山口産業保健総合支援センター 両立支援促進員・社会保険労務士 古川舞子氏

 研修・セミナー、講師紹介、図書・機器の貸出、メンタルヘルス対策支援などの相談・支援を、事業場の規模に関係なく、全て無料で実施している山口産業保健総合支援センター。古川氏は同センターの両立支援に関する取組として、セミナー・情報提供、相談対応、個別訪問支援(事業場に出向いて両立支援の取組に対する助言・支援)、個別調整支援(両立支援プラン作成などの個別具体的な支援)などの各支援内容などについて紹介。
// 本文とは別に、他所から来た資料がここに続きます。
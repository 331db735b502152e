//! instance-clean CLI - remote teardown of notebook applications.
//!
//! Usage:
//!   instance-clean --hostname <host> --keyfile <key> --os_user <user> --application <app>
//!
//! Runs the general cleanup (ungit, Node.js) and then the routine for the
//! named application. Exits 0 when every step succeeded, 1 on the first
//! failure.

use anyhow::Result;
use clap::Parser;
use instance_clean::{Application, Cleaner, Context, SshSession, output};

#[derive(Parser)]
#[command(name = "instance-clean")]
#[command(about = "Remove notebook applications from a provisioned instance")]
#[command(version)]
struct Cli {
    /// Target instance hostname
    #[arg(long, default_value = "")]
    hostname: String,

    /// Path to the ssh private key for the instance
    // Kept as a String: clap's PathBuf parser rejects the empty default.
    #[arg(long, default_value = "")]
    keyfile: String,

    /// Remote OS user
    #[arg(long = "os_user", default_value = "")]
    os_user: String,

    /// Installed application (jupyter|zeppelin|rstudio|tensor|deeplearning)
    #[arg(long, default_value = "")]
    application: String,

    /// Multiple notebook clusters flag; "true" also tears down Livy on zeppelin
    #[arg(long = "multiple-clusters", env = "notebook_multiple_clusters")]
    multiple_clusters: Option<String>,

    /// Log commands without executing them
    #[arg(long)]
    dry_run: bool,

    /// Print commands as they execute
    #[arg(short, long)]
    verbose: bool,
}

fn run(cli: Cli) -> Result<()> {
    output::action("Configure connections");

    let session = SshSession::new(&cli.hostname, &cli.os_user, &cli.keyfile)
        .dry_run(cli.dry_run)
        .verbose(cli.verbose);
    let ctx = Context::new(&cli.os_user).multiple_clusters(cli.multiple_clusters);

    let cleaner = Cleaner::new(&session, ctx);
    cleaner.clean(Application::from_arg(&cli.application))?;
    Ok(())
}

fn main() {
    let cli = Cli::parse();

    if let Err(err) = run(cli) {
        output::error(&err.to_string());
        std::process::exit(1);
    }
}
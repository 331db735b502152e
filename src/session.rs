//! Remote session handling.
//!
//! Every cleanup command runs on the target instance through the system ssh
//! client, configured once from the parsed arguments. Commands are built as
//! argument lists, never as interpolated shell strings.

use std::path::{Path, PathBuf};
use std::process::Command;

use crate::executor::ExecuteError;

/// Connection attempts the ssh client makes before giving up.
pub const CONNECTION_ATTEMPTS: u32 = 100;

/// Captured output of a completed remote command.
#[derive(Debug, Clone)]
pub struct CmdOutput {
    pub stdout: String,
    pub stderr: String,
    pub exit_code: i32,
}

/// Remote command execution seam.
///
/// The cleanup routines only ever issue privileged commands and OS package
/// removals; tests substitute a recording implementation.
pub trait RemoteShell {
    /// Run a command on the remote host with root privileges.
    fn execute_privileged(&self, args: &[&str]) -> Result<CmdOutput, ExecuteError>;

    /// Remove OS packages using whichever package manager the host carries.
    fn remove_os_pkg(&self, packages: &[&str]) -> Result<(), ExecuteError>;
}

/// A configured ssh session against one target instance.
#[derive(Debug, Clone)]
pub struct SshSession {
    host: String,
    user: String,
    keyfile: PathBuf,
    connection_attempts: u32,
    dry_run: bool,
    verbose: bool,
}

impl SshSession {
    /// Create a session for `user@host` authenticated by `keyfile`.
    pub fn new(host: impl Into<String>, user: impl Into<String>, keyfile: impl AsRef<Path>) -> Self {
        Self {
            host: host.into(),
            user: user.into(),
            keyfile: keyfile.as_ref().to_path_buf(),
            connection_attempts: CONNECTION_ATTEMPTS,
            dry_run: false,
            verbose: false,
        }
    }

    /// Set dry run mode: log commands without executing them.
    pub fn dry_run(mut self, dry_run: bool) -> Self {
        self.dry_run = dry_run;
        self
    }

    /// Set verbose mode: print commands as they execute.
    pub fn verbose(mut self, verbose: bool) -> Self {
        self.verbose = verbose;
        self
    }

    /// Session target in `user@host` form.
    pub fn target(&self) -> String {
        format!("{}@{}", self.user, self.host)
    }

    /// Arguments for one ssh invocation running `remote_args` on the target.
    fn ssh_args(&self, remote_args: &[&str]) -> Vec<String> {
        let mut args = vec![
            "-i".to_string(),
            self.keyfile.display().to_string(),
            "-o".to_string(),
            "BatchMode=yes".to_string(),
            "-o".to_string(),
            "StrictHostKeyChecking=no".to_string(),
            "-o".to_string(),
            format!("ConnectionAttempts={}", self.connection_attempts),
            self.target(),
        ];
        args.extend(remote_args.iter().map(|a| a.to_string()));
        args
    }

    /// Run a remote command and report only whether it succeeded.
    fn probe(&self, remote_args: &[&str]) -> Result<bool, ExecuteError> {
        let output = Command::new("ssh").args(self.ssh_args(remote_args)).output()?;
        Ok(output.status.success())
    }

    fn detect_pkg_manager(&self) -> Result<PkgManager, ExecuteError> {
        if self.probe(&["which", "apt-get"])? {
            Ok(PkgManager::Apt)
        } else if self.probe(&["which", "yum"])? {
            Ok(PkgManager::Yum)
        } else {
            Err(ExecuteError::NoPackageManager)
        }
    }
}

impl RemoteShell for SshSession {
    fn execute_privileged(&self, args: &[&str]) -> Result<CmdOutput, ExecuteError> {
        let display = args.join(" ");

        if self.verbose || self.dry_run {
            eprintln!(
                "[{}] {}",
                if self.dry_run { "dry-run" } else { "ssh" },
                display
            );
        }

        if self.dry_run {
            return Ok(CmdOutput {
                stdout: String::new(),
                stderr: String::new(),
                exit_code: 0,
            });
        }

        let mut remote = Vec::with_capacity(args.len() + 1);
        remote.push("sudo");
        remote.extend_from_slice(args);

        let output = Command::new("ssh").args(self.ssh_args(&remote)).output()?;

        if !output.status.success() {
            return Err(ExecuteError::CommandFailedWithStderr {
                cmd: display,
                stderr: String::from_utf8_lossy(&output.stderr).into_owned(),
            });
        }

        Ok(CmdOutput {
            stdout: String::from_utf8_lossy(&output.stdout).into_owned(),
            stderr: String::from_utf8_lossy(&output.stderr).into_owned(),
            exit_code: output.status.code().unwrap_or(0),
        })
    }

    fn remove_os_pkg(&self, packages: &[&str]) -> Result<(), ExecuteError> {
        if self.dry_run {
            eprintln!("[dry-run] remove_os_pkg {}", packages.join(" "));
            return Ok(());
        }

        let mut args: Vec<&str> = match self.detect_pkg_manager()? {
            PkgManager::Apt => vec!["apt-get", "remove", "--purge", "-y"],
            PkgManager::Yum => vec!["yum", "remove", "-y"],
        };
        args.extend_from_slice(packages);

        self.execute_privileged(&args)?;
        Ok(())
    }
}

/// Package manager found on the remote host.
#[derive(Debug, Clone, Copy, PartialEq, Eq)]
enum PkgManager {
    Apt,
    Yum,
}
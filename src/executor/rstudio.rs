//! RStudio cleanup - server package and per-user R configuration.

use crate::session::RemoteShell;

use super::context::Context;
use super::error::ExecuteError;

pub fn clean(shell: &dyn RemoteShell, ctx: &Context) -> Result<(), ExecuteError> {
    shell.remove_os_pkg(&["rstudio-server"])?;
    shell.execute_privileged(&["rm", "-f", &ctx.home_path(".Rprofile")])?;
    shell.execute_privileged(&["rm", "-f", &ctx.home_path(".Renviron")])?;
    Ok(())
}
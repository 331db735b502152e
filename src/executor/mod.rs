//! Cleanup executor - runs ordered teardown routines against a remote instance.

mod context;
mod error;
mod general;
mod jupyter;
mod rstudio;
mod tensor;
mod zeppelin;

pub use context::Context;
pub use error::ExecuteError;

use crate::session::RemoteShell;

/// Application installed on the instance, selecting the specific routine.
#[derive(Debug, Clone, Copy, PartialEq, Eq)]
pub enum Application {
    Jupyter,
    Zeppelin,
    Rstudio,
    /// TensorFlow or deep-learning instance (Jupyter plus TensorBoard).
    Tensor,
    /// Unrecognized identifier; only general cleanup runs.
    Other,
}

impl Application {
    /// Map the raw `--application` argument onto a routine.
    pub fn from_arg(arg: &str) -> Self {
        match arg {
            "jupyter" => Self::Jupyter,
            "zeppelin" => Self::Zeppelin,
            "rstudio" => Self::Rstudio,
            "tensor" | "deeplearning" => Self::Tensor,
            _ => Self::Other,
        }
    }
}

/// Cleanup executor bound to one remote session.
///
/// Runs the unconditional general cleanup, then dispatches to the routine
/// selected by the application identifier. The first failed step aborts the
/// whole run; nothing is retried or rolled back.
pub struct Cleaner<'a> {
    shell: &'a dyn RemoteShell,
    ctx: Context,
}

impl<'a> Cleaner<'a> {
    /// Create a cleaner using the given shell and context.
    pub fn new(shell: &'a dyn RemoteShell, ctx: Context) -> Self {
        Self { shell, ctx }
    }

    /// Run general cleanup followed by the routine for `app`.
    pub fn clean(&self, app: Application) -> Result<(), ExecuteError> {
        general::clean(self.shell, &self.ctx)?;

        match app {
            Application::Jupyter => jupyter::clean(self.shell, &self.ctx),
            Application::Zeppelin => zeppelin::clean(self.shell, &self.ctx),
            Application::Rstudio => rstudio::clean(self.shell, &self.ctx),
            Application::Tensor => tensor::clean(self.shell, &self.ctx),
            Application::Other => Ok(()),
        }
    }
}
実際の相談対応事例を示して「両立支援(復職を含む)に当たっては、ガイドラインに示してある様式(勤務情報提供書、主治医意見書)を活用することや、休暇・勤務制度などの導入を検討することが有効」とし、「本人の体調の変化など、状況に応じてプランを変更して対応できるような仕組みづくりや職場風土の醸成が必要」と両立支援のポイントを明示した上で、センターの一層の活用を呼び掛けた。

事例発表総括

 最後に、基調講演を行った豊田氏が全体総括を行った。産業医・医療機関・産保センターそれぞれの立場から語られた三つの講演のポイントを整理し、改めて事業者に向け「あくまでも両立支援においては本人の意思が第一であること」「事業場内での落としどころを見つけることが大事」「事業場側の準備・体制づくりにおいては、地域の産保センターの活用を」と呼び掛け、セミナーを締めくくった。